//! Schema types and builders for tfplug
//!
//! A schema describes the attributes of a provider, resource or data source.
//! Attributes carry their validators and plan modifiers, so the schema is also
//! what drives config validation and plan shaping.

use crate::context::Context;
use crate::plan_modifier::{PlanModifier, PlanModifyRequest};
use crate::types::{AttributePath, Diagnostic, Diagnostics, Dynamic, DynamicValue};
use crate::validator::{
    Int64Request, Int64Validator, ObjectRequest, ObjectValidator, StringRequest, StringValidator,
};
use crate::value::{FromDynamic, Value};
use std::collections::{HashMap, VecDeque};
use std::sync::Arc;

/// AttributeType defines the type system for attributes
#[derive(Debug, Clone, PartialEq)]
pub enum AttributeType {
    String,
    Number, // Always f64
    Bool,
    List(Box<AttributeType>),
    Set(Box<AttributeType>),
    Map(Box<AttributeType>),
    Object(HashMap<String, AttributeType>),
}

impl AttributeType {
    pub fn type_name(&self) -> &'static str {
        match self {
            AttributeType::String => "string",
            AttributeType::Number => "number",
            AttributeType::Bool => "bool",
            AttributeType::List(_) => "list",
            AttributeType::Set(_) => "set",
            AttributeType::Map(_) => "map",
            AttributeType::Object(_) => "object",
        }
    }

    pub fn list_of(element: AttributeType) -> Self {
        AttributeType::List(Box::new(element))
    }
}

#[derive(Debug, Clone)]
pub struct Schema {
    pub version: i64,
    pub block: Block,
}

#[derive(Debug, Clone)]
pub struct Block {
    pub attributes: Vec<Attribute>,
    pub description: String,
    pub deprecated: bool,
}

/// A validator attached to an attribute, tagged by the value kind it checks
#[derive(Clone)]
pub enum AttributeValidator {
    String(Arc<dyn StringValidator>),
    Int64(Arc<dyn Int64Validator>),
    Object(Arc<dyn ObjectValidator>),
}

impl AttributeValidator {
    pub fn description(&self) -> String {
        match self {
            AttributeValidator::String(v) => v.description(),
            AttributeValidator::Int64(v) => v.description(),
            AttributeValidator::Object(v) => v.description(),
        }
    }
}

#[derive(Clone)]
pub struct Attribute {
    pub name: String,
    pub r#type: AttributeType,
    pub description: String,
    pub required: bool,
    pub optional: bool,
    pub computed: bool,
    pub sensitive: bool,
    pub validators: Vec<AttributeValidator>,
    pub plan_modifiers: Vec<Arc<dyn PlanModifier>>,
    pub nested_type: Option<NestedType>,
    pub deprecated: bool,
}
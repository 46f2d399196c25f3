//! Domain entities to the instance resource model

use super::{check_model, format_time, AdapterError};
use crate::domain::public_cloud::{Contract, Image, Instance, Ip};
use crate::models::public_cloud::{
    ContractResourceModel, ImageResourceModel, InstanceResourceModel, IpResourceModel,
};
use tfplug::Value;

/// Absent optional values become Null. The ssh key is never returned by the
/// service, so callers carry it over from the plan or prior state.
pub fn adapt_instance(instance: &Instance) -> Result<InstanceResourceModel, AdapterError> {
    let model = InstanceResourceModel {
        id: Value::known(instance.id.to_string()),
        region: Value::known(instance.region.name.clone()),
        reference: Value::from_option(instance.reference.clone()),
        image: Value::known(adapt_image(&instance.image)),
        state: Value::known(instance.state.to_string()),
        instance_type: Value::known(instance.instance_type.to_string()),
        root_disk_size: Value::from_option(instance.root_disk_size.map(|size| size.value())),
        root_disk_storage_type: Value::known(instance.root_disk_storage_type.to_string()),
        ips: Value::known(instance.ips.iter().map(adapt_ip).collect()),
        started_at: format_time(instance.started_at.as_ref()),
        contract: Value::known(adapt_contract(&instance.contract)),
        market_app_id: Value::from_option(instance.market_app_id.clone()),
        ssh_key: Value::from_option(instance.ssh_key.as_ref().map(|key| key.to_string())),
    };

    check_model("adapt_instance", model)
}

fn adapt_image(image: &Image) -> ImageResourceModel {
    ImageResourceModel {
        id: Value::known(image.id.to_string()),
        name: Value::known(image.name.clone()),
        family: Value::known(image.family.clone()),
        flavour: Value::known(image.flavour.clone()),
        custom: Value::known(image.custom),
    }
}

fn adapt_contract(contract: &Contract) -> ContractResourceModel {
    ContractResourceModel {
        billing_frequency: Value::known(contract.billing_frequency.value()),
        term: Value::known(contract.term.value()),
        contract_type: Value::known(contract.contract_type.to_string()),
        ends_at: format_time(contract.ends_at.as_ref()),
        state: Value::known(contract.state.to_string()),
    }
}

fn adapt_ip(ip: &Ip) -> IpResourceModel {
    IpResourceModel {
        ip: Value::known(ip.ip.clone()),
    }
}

::::::::::

**What you will do:** Filter the records above for "AttributeValidator" and copy every matching line.

**Written answer:**
pub enum AttributeValidator {
impl AttributeValidator {
            AttributeValidator::String(v) => v.description(),
            AttributeValidator::Int64(v) => v.description(),
            AttributeValidator::Object(v) => v.description(),
    pub validators: Vec<AttributeValidator>,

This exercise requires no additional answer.